Section 2, Rule 65 of the Rules of Court provides:

SEC. 2 Petition for prohibition. - When the proceedings of any tribunal, corporation, board, officer or person, whether exercising judicial, quasi-judicial or
ministerial functions, are without or in excess of its or his jurisdiction, or with grave abuse of discretion amounting to lack or excess of jurisdiction, and
there is no appeal or any other plain, speedy, and adequate remedy in the ordinary course of law, a person aggrieved thereby may file a verified petition
in the proper court, alleging the facts with certainty and praying that judgment be rendered commanding the respondent to desist from further
proceedings in the action or matter specified therein, or otherwise granting such incidental reliefs as law and justice may require.
The petition shall likewise be accompanied by a certified true copy of the judgment, order or resolution subject thereof, copies of all pleadings and
documents relevant and pertinent thereto, and a sworn certification of non-forum shopping as provided in the last paragraph of Section 3, Rule 46. (2a)

Consequently, petitioners claim that he had the right to intervene is without basis. Nothing in the said provision requires the inclusion of a private party
as respondent in petitions for prohibition. On the other hand, to allow intervention, it must be shown that (a) the movant has a legal interest in the matter
in litigation or otherwise qualified, and (b) consideration must be given as to whether the adjudication of the rights of the original parties may be delayed
or prejudiced, or whether the intervenors rights may be protected in a separate proceeding or not. Both requirements must concur as the first is not more
important than the second.[5]

In the case at bar, it cannot be said that petitioners right as a judgment creditor was adversely affected by the lifting of the levy on the subject real
property. Records reveal that there are other pieces of property exclusively owned by the defendants in the HLURB case that can be levied upon.
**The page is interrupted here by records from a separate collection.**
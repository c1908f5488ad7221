//! Static domain vocabularies and remediation templates.
//!
//! [`KnowledgeTables`] is built once (from the defaults or a TOML file) and
//! shared read-only by parsers and the remediation generator. Templates use
//! `{{name}}` placeholders filled from diagnosis metadata.

use std::collections::{BTreeMap, BTreeSet};
use std::path::Path;

use serde::{Deserialize, Serialize};

use crate::diagnosis::DiagnosisType;
use crate::error::Result;

/// Permissions that need an explicit runtime grant (short names).
const SENSITIVE_PERMISSIONS: &[&str] = &[
    "ACCEPT_HANDOVER",
    "ACCESS_BACKGROUND_LOCATION",
    "ACCESS_COARSE_LOCATION",
    "ACCESS_FINE_LOCATION",
    "ACCESS_MEDIA_LOCATION",
    "ACTIVITY_RECOGNITION",
    "ADD_VOICEMAIL",
    "ANSWER_PHONE_CALLS",
    "BLUETOOTH_ADVERTISE",
    "BLUETOOTH_CONNECT",
    "BLUETOOTH_SCAN",
    "BODY_SENSORS",
    "BODY_SENSORS_BACKGROUND",
    "CALL_PHONE",
    "CAMERA",
    "GET_ACCOUNTS",
    "NEARBY_WIFI_DEVICES",
    "POST_NOTIFICATIONS",
    "PROCESS_OUTGOING_CALLS",
    "READ_CALENDAR",
    "READ_CALL_LOG",
    "READ_CONTACTS",
    "READ_EXTERNAL_STORAGE",
    "READ_MEDIA_AUDIO",
    "READ_MEDIA_IMAGES",
    "READ_MEDIA_VIDEO",
    "READ_MEDIA_VISUAL_USER_SELECTED",
    "READ_PHONE_NUMBERS",
    "READ_PHONE_STATE",
    "READ_SMS",
    "RECEIVE_MMS",
    "RECEIVE_SMS",
    "RECEIVE_WAP_PUSH",
    "RECORD_AUDIO",
    "SEND_SMS",
    "USE_SIP",
    "UWB_RANGING",
    "WRITE_CALENDAR",
    "WRITE_CALL_LOG",
    "WRITE_CONTACTS",
    "WRITE_EXTERNAL_STORAGE",
];

/// Install-time platform permissions (short names). Together with
/// [`SENSITIVE_PERMISSIONS`] this is the vocabulary a bare permission name in
/// a message must come from.
const NORMAL_PERMISSIONS: &[&str] = &[
    "ACCESS_LOCATION_EXTRA_COMMANDS",
    "ACCESS_NETWORK_STATE",
    "ACCESS_NOTIFICATION_POLICY",
    "ACCESS_WIFI_STATE",
    "BLUETOOTH",
    "BLUETOOTH_ADMIN",
    "BROADCAST_STICKY",
    "CALL_COMPANION_APP",
    "CHANGE_NETWORK_STATE",
    "CHANGE_WIFI_MULTICAST_STATE",
    "CHANGE_WIFI_STATE",
    "CREDENTIAL_MANAGER_QUERY_CANDIDATE_CREDENTIALS",
    "CREDENTIAL_MANAGER_SET_ORIGIN",
    "DETECT_SCREEN_CAPTURE",
    "DISABLE_KEYGUARD",
    "EXPAND_STATUS_BAR",
    "FOREGROUND_SERVICE",
    "FOREGROUND_SERVICE_CAMERA",
    "FOREGROUND_SERVICE_CONNECTED_DEVICE",
    "FOREGROUND_SERVICE_DATA_SYNC",
    "FOREGROUND_SERVICE_HEALTH",
    "FOREGROUND_SERVICE_LOCATION",
    "FOREGROUND_SERVICE_MEDIA_PLAYBACK",
    "FOREGROUND_SERVICE_MEDIA_PROJECTION",
    "FOREGROUND_SERVICE_MICROPHONE",
    "FOREGROUND_SERVICE_PHONE_CALL",
    "FOREGROUND_SERVICE_REMOTE_MESSAGING",
    "FOREGROUND_SERVICE_SPECIAL_USE",
    "FOREGROUND_SERVICE_SYSTEM_EXEMPTED",
    "GET_PACKAGE_SIZE",
    "HIDE_OVERLAY_WINDOWS",
    "HIGH_SAMPLING_RATE_SENSORS",
    "INSTALL_SHORTCUT",
    "INTERNET",
    "KILL_BACKGROUND_PROCESSES",
    "MANAGE_OWN_CALLS",
    "MODIFY_AUDIO_SETTINGS",
    "NFC",
    "NFC_PREFERRED_PAYMENT_INFO",
    "NFC_TRANSACTION_EVENT",
    "QUERY_ALL_PACKAGES",
    "READ_BASIC_PHONE_STATE",
    "READ_SYNC_SETTINGS",
    "READ_SYNC_STATS",
    "RECEIVE_BOOT_COMPLETED",
    "REORDER_TASKS",
    "REQUEST_COMPANION_PROFILE_GLASSES",
    "REQUEST_COMPANION_PROFILE_WATCH",
    "REQUEST_COMPANION_RUN_IN_BACKGROUND",
    "REQUEST_COMPANION_USE_DATA_IN_BACKGROUND",
    "REQUEST_DELETE_PACKAGES",
    "REQUEST_IGNORE_BATTERY_OPTIMIZATIONS",
    "REQUEST_INSTALL_PACKAGES",
    "REQUEST_PASSWORD_COMPLEXITY",
    "RUN_USER_INITIATED_JOBS",
    "SCHEDULE_EXACT_ALARM",
    "SET_ALARM",
    "SET_WALLPAPER",
    "SET_WALLPAPER_HINTS",
    "TRANSMIT_IR",
    "UPDATE_PACKAGES_WITHOUT_USER_ACTION",
    "USE_BIOMETRIC",
    "USE_EXACT_ALARM",
    "USE_FINGERPRINT",
    "USE_FULL_SCREEN_INTENT",
    "VIBRATE",
    "WAKE_LOCK",
    "WRITE_SYNC_SETTINGS",
];

/// Namespaces whose stack frames are never user code.
const PLATFORM_PREFIXES: &[&str] = &[
    "android.",
    "androidx.",
    "com.android.",
    "com.google.android.",
    "dalvik.",
    "java.",
    "javax.",
    "jdk.",
    "kotlin.",
    "kotlinx.",
    "libcore.",
    "sun.",
];

const COMPOSE_MODIFIERS: &[&str] = &[
    "align",
    "alpha",
    "animateContentSize",
    "aspectRatio",
    "background",
    "border",
    "clickable",
    "clip",
    "combinedClickable",
    "defaultMinSize",
    "drawBehind",
    "fillMaxHeight",
    "fillMaxSize",
    "fillMaxWidth",
    "focusable",
    "graphicsLayer",
    "height",
    "horizontalScroll",
    "imePadding",
    "navigationBarsPadding",
    "offset",
    "padding",
    "pointerInput",
    "requiredSize",
    "selectable",
    "semantics",
    "shadow",
    "size",
    "statusBarsPadding",
    "systemBarsPadding",
    "testTag",
    "toggleable",
    "verticalScroll",
    "weight",
    "width",
    "wrapContentSize",
    "zIndex",
];

/// A known ordering convention between two Compose modifiers.
///
/// Modifiers wrap everything to their right, so `first` must appear earlier
/// in the chain than `then`.
#[derive(Debug, Clone, Serialize, Deserialize, PartialEq, Eq)]
pub struct ModifierConvention {
    pub first: String,
    pub then: String,
    pub reason: String,
}

fn convention(first: &str, then: &str, reason: &str) -> ModifierConvention {
    ModifierConvention {
        first: first.to_string(),
        then: then.to_string(),
        reason: reason.to_string(),
    }
}

fn default_conventions() -> Vec<ModifierConvention> {
    vec![
        convention(
            "clip",
            "background",
            "clip first so the background is drawn inside the clipped shape",
        ),
        convention(
            "shadow",
            "clip",
            "a shadow applied after clip is clipped away",
        ),
        convention(
            "clickable",
            "padding",
            "the ripple and touch target only cover what follows the click modifier",
        ),
        convention(
            "border",
            "padding",
            "padding after the border keeps content from touching the border",
        ),
        convention(
            "size",
            "padding",
            "padding after size shrinks the content instead of growing the bounds",
        ),
        convention(
            "verticalScroll",
            "padding",
            "padding after the scroll modifier scrolls with the content",
        ),
    ]
}

/// Manifest declaration templates for the three component kinds.
#[derive(Debug, Clone, Serialize, Deserialize, PartialEq, Eq)]
#[serde(default)]
pub struct ComponentTemplates {
    pub activity: String,
    pub service: String,
    pub receiver: String,
}

impl Default for ComponentTemplates {
    fn default() -> Self {
        Self {
            activity: concat!(
                "<activity\n",
                "    android:name=\"{{componentName}}\"\n",
                "    android:exported=\"false\" />"
            )
            .to_string(),
            service: concat!(
                "<service\n",
                "    android:name=\"{{componentName}}\"\n",
                "    android:exported=\"false\" />"
            )
            .to_string(),
            receiver: concat!(
                "<receiver\n",
                "    android:name=\"{{componentName}}\"\n",
                "    android:exported=\"false\" />"
            )
            .to_string(),
        }
    }
}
Moreover, even granting for the sake of argument that petitioner indeed had the right to intervene, he must exercise said right in accordance with the
rules and within the period prescribed therefor.

As provided in the Rules of Court, the motion for intervention may be filed at any time before rendition of judgment by the trial court.[6] Petitioner filed his
motion only on April 25, 2002, way beyond the period set forth in the rules. The court resolution granting private respondents petition for prohibition and
lifting the levy on the subject property was issued on March 22, 2002. By April 6, 2002, after the lapse of 15 days, the said resolution had already
become final and executory.

Besides, the mere fact that petitioner failed to move for the reconsideration of the trial courts resolution is sufficient cause for the outright dismissal of the
instant petition. Certiorari as a special civil action will not lie unless a motion for reconsideration is first filed before the respondent court to allow it an
opportunity to correct its errors, if any.

Finally, grave abuse of discretion is committed when the power is exercised in an arbitrary or despotic manner by reason of passion or personal hostility.
The Court fails to find grave abuse of discretion committed by public respondent judge in rendering the assailed resolution and order.

WHEREFORE, the petition is hereby dismissed for lack of merit.

SO ORDERED.

Puno, (Chairman), Panganiban, Sandoval-Gutierrez, and Carpio-Morales, JJ., concur.